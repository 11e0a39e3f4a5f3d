//! Fetch and publish operations.
//!
//! Each operation opens exactly one connection through a [`Connector`],
//! runs the walker or publisher sequentially over it and releases it on
//! every exit path. No state is kept between calls.

pub mod publisher;
pub mod walker;

use std::time::Instant;

use tracing::{debug, info, warn};

use crate::config::{Credentials, SyncOptions};
use crate::errors::SyncError;
use crate::files::{ExtensionFilter, FetchedFile};
use crate::remote::Connector;

pub use publisher::{FileFailure, PublishReport};
pub use walker::WalkLimits;

/// Number of fetched names logged at debug level after a fetch.
const LOGGED_NAMES: usize = 5;

/// Pull every matching text file under `credentials.base_path`.
pub fn fetch_tree(
    connector: &dyn Connector,
    credentials: &Credentials,
    options: &SyncOptions,
    limits: &WalkLimits,
) -> Result<Vec<FetchedFile>, SyncError> {
    info!("Fetching remote tree: {}", credentials.log_summary());
    let started = Instant::now();

    let mut conn = connector.connect(credentials, options.connect_timeout)?;
    let filter = ExtensionFilter::new(&options.extensions);
    let files = walker::walk(&mut *conn, &credentials.base_path, &filter, limits)?;
    if let Err(e) = conn.close() {
        debug!("Disconnect after fetch failed: {e}");
    }

    info!(
        "Fetch completed: {} files in {} ms",
        files.len(),
        started.elapsed().as_millis()
    );
    if !files.is_empty() {
        let first: Vec<&str> = files
            .iter()
            .take(LOGGED_NAMES)
            .map(|f| f.name.as_str())
            .collect();
        debug!("First fetched files: {first:?}");
    }
    Ok(files)
}

/// Write `files` under `credentials.base_path`.
///
/// The batch is validated before connecting: an empty list or a name that
/// could escape the base directory is an input error.
pub fn publish_tree(
    connector: &dyn Connector,
    credentials: &Credentials,
    files: &[FetchedFile],
    options: &SyncOptions,
) -> Result<PublishReport, SyncError> {
    publisher::validate_batch(files)?;

    info!(
        "Publishing {} files: {}",
        files.len(),
        credentials.log_summary()
    );
    let started = Instant::now();

    let mut conn = connector.connect(credentials, options.connect_timeout)?;
    let report = publisher::publish(
        &mut *conn,
        &credentials.base_path,
        files,
        options.failure_policy,
    )?;
    if let Err(e) = conn.close() {
        debug!("Disconnect after publish failed: {e}");
    }

    if report.is_complete() {
        info!(
            "Publish completed: {} files in {} ms",
            report.uploaded.len(),
            started.elapsed().as_millis()
        );
    } else {
        warn!(
            "Publish finished with {} of {} files failed in {} ms",
            report.failed.len(),
            files.len(),
            started.elapsed().as_millis()
        );
    }
    Ok(report)
}
use std::fs;
use std::path::{Path, PathBuf};
use std::time::Duration;

use anyhow::{bail, Context, Result};
use serde::{Deserialize, Serialize};
use sitesync_core::config::{default_extensions, FailurePolicy, SyncOptions};
use sitesync_core::sync::WalkLimits;
use tracing::warn;

/// Environment variable naming the config file when `--config` is absent.
pub const CONFIG_ENV: &str = "SITESYNC_CONFIG";

/// Server settings loaded from a JSON file.
///
/// Every field has a default, so a partial file (or none at all) is valid.
#[derive(Debug, Clone, Serialize, Deserialize)]
#[serde(default, rename_all = "camelCase")]
pub struct ServerConfig {
    pub listen: String,
    pub fetch_timeout_secs: u64,
    pub publish_timeout_secs: u64,
    pub extensions: Vec<String>,
    pub publish_failure_policy: FailurePolicy,
    /// Directory depth limit for fetches. None = unlimited.
    #[serde(skip_serializing_if = "Option::is_none")]
    pub max_depth: Option<usize>,
    pub max_body_bytes: usize,
}

impl Default for ServerConfig {
    fn default() -> Self {
        Self {
            listen: "127.0.0.1:8080".to_string(),
            fetch_timeout_secs: 15,
            publish_timeout_secs: 20,
            extensions: default_extensions(),
            publish_failure_policy: FailurePolicy::default(),
            max_depth: None,
            max_body_bytes: 32 * 1024 * 1024,
        }
    }
}

impl ServerConfig {
    /// Load from `path`, falling back to `$SITESYNC_CONFIG`, then defaults.
    ///
    /// A configured file that does not exist yields defaults; one that
    /// exists but does not parse is an error.
    pub fn load(path: Option<&Path>) -> Result<Self> {
        let path = match path {
            Some(p) => Some(p.to_path_buf()),
            None => std::env::var_os(CONFIG_ENV).map(PathBuf::from),
        };
        let config = match path {
            Some(p) if p.exists() => Self::from_file(&p)?,
            Some(p) => {
                warn!("Config file {} not found, using defaults", p.display());
                Self::default()
            }
            None => Self::default(),
        };
        config.validate()?;
        Ok(config)
    }

    fn from_file(path: &Path) -> Result<Self> {
        let data = fs::read_to_string(path)
            .with_context(|| format!("Failed to read config file {}", path.display()))?;
        serde_json::from_str(&data)
            .with_context(|| format!("Failed to parse config file {}", path.display()))
    }

    fn validate(&self) -> Result<()> {
        if self.fetch_timeout_secs == 0 || self.publish_timeout_secs == 0 {
            bail!("Connect timeouts must be at least one second");
        }
        if self.extensions.iter().all(|e| e.trim().is_empty()) {
            bail!("At least one file extension must be configured");
        }
        if self.max_body_bytes == 0 {
            bail!("maxBodyBytes must be greater than zero");
        }
        Ok(())
    }

    pub fn fetch_options(&self) -> SyncOptions {
        SyncOptions {
            extensions: self.extensions.clone(),
            connect_timeout: Duration::from_secs(self.fetch_timeout_secs),
            failure_policy: self.publish_failure_policy,
        }
    }

    pub fn publish_options(&self) -> SyncOptions {
        SyncOptions {
            extensions: self.extensions.clone(),
            connect_timeout: Duration::from_secs(self.publish_timeout_secs),
            failure_policy: self.publish_failure_policy,
        }
    }

    pub fn walk_limits(&self) -> WalkLimits {
        WalkLimits {
            max_depth: self.max_depth,
        }
    }
}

===============

_What to do:_ Repeat the whole listing word for word.

_Solution to the exercise:_
repository 11e0a39e3f4a5f3d
//! Fetch and publish operations.
//!
//! Each operation opens exactly one connection through a [`Connector`],
//! runs the walker or publisher sequentially over it and releases it on
//! every exit path. No state is kept between calls.

pub mod publisher;
pub mod walker;

use std::time::Instant;

use tracing::{debug, info, warn};

use crate::config::{Credentials, SyncOptions};
use crate::errors::SyncError;
use crate::files::{ExtensionFilter, FetchedFile};
use crate::remote::Connector;

pub use publisher::{FileFailure, PublishReport};
pub use walker::WalkLimits;

/// Number of fetched names logged at debug level after a fetch.
const LOGGED_NAMES: usize = 5;

/// Pull every matching text file under `credentials.base_path`.
pub fn fetch_tree(
    connector: &dyn Connector,
    credentials: &Credentials,
    options: &SyncOptions,
    limits: &WalkLimits,
) -> Result<Vec<FetchedFile>, SyncError> {
    info!("Fetching remote tree: {}", credentials.log_summary());
    let started = Instant::now();

    let mut conn = connector.connect(credentials, options.connect_timeout)?;
    let filter = ExtensionFilter::new(&options.extensions);
    let files = walker::walk(&mut *conn, &credentials.base_path, &filter, limits)?;
    if let Err(e) = conn.close() {
        debug!("Disconnect after fetch failed: {e}");
    }

    info!(
        "Fetch completed: {} files in {} ms",
        files.len(),
        started.elapsed().as_millis()
    );
    if !files.is_empty() {
        let first: Vec<&str> = files
            .iter()
            .take(LOGGED_NAMES)
            .map(|f| f.name.as_str())
            .collect();
        debug!("First fetched files: {first:?}");
    }
    Ok(files)
}

/// Write `files` under `credentials.base_path`.
///
/// The batch is validated before connecting: an empty list or a name that
/// could escape the base directory is an input error.
pub fn publish_tree(
    connector: &dyn Connector,
    credentials: &Credentials,
    files: &[FetchedFile],
    options: &SyncOptions,
) -> Result<PublishReport, SyncError> {
    publisher::validate_batch(files)?;

    info!(
        "Publishing {} files: {}",
        files.len(),
        credentials.log_summary()
    );
    let started = Instant::now();

    let mut conn = connector.connect(credentials, options.connect_timeout)?;
    let report = publisher::publish(
        &mut *conn,
        &credentials.base_path,
        files,
        options.failure_policy,
    )?;
    if let Err(e) = conn.close() {
        debug!("Disconnect after publish failed: {e}");
    }

    if report.is_complete() {
        info!(
            "Publish completed: {} files in {} ms",
            report.uploaded.len(),
            started.elapsed().as_millis()
        );
    } else {
        warn!(
            "Publish finished with {} of {} files failed in {} ms",
            report.failed.len(),
            files.len(),
            started.elapsed().as_millis()
        );
    }
    Ok(report)
}
use std::fs;
use std::path::{Path, PathBuf};
use std::time::Duration;

use anyhow::{bail, Context, Result};
use serde::{Deserialize, Serialize};
use sitesync_core::config::{default_extensions, FailurePolicy, SyncOptions};
use sitesync_core::sync::WalkLimits;
use tracing::warn;

/// Environment variable naming the config file when `--config` is absent.
pub const CONFIG_ENV: &str = "SITESYNC_CONFIG";

/// Server settings loaded from a JSON file.
///
/// Every field has a default, so a partial file (or none at all) is valid.
#[derive(Debug, Clone, Serialize, Deserialize)]
#[serde(default, rename_all = "camelCase")]
pub struct ServerConfig {
    pub listen: String,
    pub fetch_timeout_secs: u64,
    pub publish_timeout_secs: u64,
    pub extensions: Vec<String>,
    pub publish_failure_policy: FailurePolicy,
    /// Directory depth limit for fetches. None = unlimited.
    #[serde(skip_serializing_if = "Option::is_none")]
    pub max_depth: Option<usize>,
    pub max_body_bytes: usize,
}

impl Default for ServerConfig {
    fn default() -> Self {
        Self {
            listen: "127.0.0.1:8080".to_string(),
            fetch_timeout_secs: 15,
            publish_timeout_secs: 20,
            extensions: default_extensions(),
            publish_failure_policy: FailurePolicy::default(),
            max_depth: None,
            max_body_bytes: 32 * 1024 * 1024,
        }
    }
}

impl ServerConfig {
    /// Load from `path`, falling back to `$SITESYNC_CONFIG`, then defaults.
    ///
    /// A configured file that does not exist yields defaults; one that
    /// exists but does not parse is an error.
    pub fn load(path: Option<&Path>) -> Result<Self> {
        let path = match path {
            Some(p) => Some(p.to_path_buf()),
            None => std::env::var_os(CONFIG_ENV).map(PathBuf::from),
        };
        let config = match path {
            Some(p) if p.exists() => Self::from_file(&p)?,
            Some(p) => {
                warn!("Config file {} not found, using defaults", p.display());
                Self::default()
            }
            None => Self::default(),
        };
        config.validate()?;
        Ok(config)
    }

    fn from_file(path: &Path) -> Result<Self> {
        let data = fs::read_to_string(path)
            .with_context(|| format!("Failed to read config file {}", path.display()))?;
        serde_json::from_str(&data)
            .with_context(|| format!("Failed to parse config file {}", path.display()))
    }

    fn validate(&self) -> Result<()> {
        if self.fetch_timeout_secs == 0 || self.publish_timeout_secs == 0 {
            bail!("Connect timeouts must be at least one second");
        }
        if self.extensions.iter().all(|e| e.trim().is_empty()) {
            bail!("At least one file extension must be configured");
        }
        if self.max_body_bytes == 0 {
            bail!("maxBodyBytes must be greater than zero");
        }
        Ok(())
    }

    pub fn fetch_options(&self) -> SyncOptions {
        SyncOptions {
            extensions: self.extensions.clone(),
            connect_timeout: Duration::from_secs(self.fetch_timeout_secs),
            failure_policy: self.publish_failure_policy,
        }
    }

    pub fn publish_options(&self) -> SyncOptions {
        SyncOptions {
            extensions: self.extensions.clone(),
            connect_timeout: Duration::from_secs(self.publish_timeout_secs),
            failure_policy: self.publish_failure_policy,
        }
    }

    pub fn walk_limits(&self) -> WalkLimits {
        WalkLimits {
            max_depth: self.max_depth,
        }
    }
}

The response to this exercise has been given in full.